WHAT THE TASK ASKS: Please write out exactly the lines of the data below from the line holding "type DetachedOperation = core::pin::Pin<Box<dyn" through the line holding "left to receive", and leave out the rest.

Stored items:
>>>>

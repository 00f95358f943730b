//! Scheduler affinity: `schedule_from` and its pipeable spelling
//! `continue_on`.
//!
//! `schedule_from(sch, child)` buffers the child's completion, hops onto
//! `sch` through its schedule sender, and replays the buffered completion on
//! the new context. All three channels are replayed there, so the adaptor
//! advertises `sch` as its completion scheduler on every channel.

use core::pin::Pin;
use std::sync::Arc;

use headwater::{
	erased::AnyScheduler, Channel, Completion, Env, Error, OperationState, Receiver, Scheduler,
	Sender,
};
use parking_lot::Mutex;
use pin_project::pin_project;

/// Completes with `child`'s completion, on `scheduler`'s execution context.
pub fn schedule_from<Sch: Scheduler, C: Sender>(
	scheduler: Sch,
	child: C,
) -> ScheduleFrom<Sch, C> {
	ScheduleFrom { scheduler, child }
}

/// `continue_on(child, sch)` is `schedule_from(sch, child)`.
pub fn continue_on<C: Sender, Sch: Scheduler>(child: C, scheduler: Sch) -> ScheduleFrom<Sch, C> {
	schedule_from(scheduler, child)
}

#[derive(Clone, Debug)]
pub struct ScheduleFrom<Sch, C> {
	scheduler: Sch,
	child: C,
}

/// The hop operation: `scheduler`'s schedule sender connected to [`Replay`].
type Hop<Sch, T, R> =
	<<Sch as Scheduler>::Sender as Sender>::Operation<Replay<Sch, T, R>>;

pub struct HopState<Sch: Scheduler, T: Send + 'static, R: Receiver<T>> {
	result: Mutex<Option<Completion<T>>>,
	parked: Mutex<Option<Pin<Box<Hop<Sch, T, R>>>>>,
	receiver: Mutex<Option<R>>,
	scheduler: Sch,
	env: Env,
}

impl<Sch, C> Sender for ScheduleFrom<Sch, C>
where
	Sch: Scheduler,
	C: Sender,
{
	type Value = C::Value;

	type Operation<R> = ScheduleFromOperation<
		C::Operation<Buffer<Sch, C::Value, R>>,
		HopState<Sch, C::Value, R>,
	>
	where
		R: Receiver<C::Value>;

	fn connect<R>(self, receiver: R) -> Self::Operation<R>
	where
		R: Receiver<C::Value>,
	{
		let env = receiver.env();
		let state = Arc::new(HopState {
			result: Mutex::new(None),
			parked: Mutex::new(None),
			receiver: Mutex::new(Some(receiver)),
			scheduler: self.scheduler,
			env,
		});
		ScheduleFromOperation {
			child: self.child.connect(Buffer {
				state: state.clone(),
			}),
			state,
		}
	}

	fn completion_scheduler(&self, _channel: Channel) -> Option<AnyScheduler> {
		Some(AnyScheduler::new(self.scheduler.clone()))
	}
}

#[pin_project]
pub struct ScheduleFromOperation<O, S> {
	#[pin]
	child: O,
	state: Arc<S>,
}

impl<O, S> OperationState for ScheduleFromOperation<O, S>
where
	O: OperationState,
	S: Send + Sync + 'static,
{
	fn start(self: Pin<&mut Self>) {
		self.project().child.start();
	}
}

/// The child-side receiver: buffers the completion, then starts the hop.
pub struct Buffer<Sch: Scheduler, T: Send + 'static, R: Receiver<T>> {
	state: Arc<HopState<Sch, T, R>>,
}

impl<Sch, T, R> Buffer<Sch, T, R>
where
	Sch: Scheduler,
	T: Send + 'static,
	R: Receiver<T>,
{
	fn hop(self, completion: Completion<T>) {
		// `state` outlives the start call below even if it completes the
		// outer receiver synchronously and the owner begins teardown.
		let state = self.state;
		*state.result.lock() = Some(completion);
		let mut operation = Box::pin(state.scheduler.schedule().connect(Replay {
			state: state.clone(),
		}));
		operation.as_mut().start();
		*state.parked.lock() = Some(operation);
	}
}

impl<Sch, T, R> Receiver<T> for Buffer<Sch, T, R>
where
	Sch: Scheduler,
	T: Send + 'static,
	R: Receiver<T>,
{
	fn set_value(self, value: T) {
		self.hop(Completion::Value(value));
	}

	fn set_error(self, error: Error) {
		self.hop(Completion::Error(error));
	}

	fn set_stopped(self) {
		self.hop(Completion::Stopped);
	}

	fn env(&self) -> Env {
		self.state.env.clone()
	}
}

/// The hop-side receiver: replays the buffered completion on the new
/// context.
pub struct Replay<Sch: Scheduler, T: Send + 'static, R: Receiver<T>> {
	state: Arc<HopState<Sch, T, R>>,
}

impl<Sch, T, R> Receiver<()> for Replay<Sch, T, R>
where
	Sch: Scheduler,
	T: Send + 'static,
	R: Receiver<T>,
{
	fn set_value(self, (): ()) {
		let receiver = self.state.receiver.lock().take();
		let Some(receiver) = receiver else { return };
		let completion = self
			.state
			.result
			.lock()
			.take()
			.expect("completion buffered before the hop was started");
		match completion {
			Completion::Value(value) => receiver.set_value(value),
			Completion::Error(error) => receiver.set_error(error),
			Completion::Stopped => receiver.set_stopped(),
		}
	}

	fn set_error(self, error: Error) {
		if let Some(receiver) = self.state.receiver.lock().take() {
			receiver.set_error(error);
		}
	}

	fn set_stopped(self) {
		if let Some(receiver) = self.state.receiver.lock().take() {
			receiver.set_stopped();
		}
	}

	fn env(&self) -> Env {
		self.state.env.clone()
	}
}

<<<<
>>>>

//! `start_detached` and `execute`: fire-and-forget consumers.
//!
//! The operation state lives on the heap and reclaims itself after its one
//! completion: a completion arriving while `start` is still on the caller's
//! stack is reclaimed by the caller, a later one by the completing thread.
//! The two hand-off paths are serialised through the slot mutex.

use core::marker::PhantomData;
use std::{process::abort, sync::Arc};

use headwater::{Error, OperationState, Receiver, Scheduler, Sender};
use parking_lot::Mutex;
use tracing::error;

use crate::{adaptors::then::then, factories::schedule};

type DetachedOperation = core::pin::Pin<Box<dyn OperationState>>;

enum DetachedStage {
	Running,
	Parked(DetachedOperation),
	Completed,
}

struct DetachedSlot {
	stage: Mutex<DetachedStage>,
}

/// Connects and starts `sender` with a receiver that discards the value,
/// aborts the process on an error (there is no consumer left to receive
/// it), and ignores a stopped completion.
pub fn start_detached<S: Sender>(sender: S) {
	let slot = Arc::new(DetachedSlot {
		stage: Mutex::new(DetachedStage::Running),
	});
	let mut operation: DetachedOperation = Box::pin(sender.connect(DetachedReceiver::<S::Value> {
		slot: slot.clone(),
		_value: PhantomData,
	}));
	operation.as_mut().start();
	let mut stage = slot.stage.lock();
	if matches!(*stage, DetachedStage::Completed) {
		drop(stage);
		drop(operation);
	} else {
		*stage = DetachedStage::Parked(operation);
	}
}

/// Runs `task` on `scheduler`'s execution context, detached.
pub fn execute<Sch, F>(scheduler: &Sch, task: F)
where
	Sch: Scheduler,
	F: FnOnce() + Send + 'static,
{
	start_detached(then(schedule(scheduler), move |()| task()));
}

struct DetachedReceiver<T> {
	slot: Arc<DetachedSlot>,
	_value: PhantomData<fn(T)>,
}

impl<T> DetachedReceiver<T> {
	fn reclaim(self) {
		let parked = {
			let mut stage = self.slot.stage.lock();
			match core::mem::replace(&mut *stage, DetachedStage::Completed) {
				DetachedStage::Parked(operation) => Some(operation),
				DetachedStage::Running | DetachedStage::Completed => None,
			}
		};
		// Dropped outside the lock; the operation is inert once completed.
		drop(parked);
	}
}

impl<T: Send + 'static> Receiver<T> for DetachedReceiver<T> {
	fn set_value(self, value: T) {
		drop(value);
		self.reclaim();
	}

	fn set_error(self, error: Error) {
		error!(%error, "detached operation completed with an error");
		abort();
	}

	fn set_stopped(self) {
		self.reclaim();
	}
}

<<<<

TASK OUTPUT:
type DetachedOperation = core::pin::Pin<Box<dyn OperationState>>;

enum DetachedStage {
	Running,
	Parked(DetachedOperation),
	Completed,
}

struct DetachedSlot {
	stage: Mutex<DetachedStage>,
}

/// Connects and starts `sender` with a receiver that discards the value,
/// aborts the process on an error (there is no consumer left to receive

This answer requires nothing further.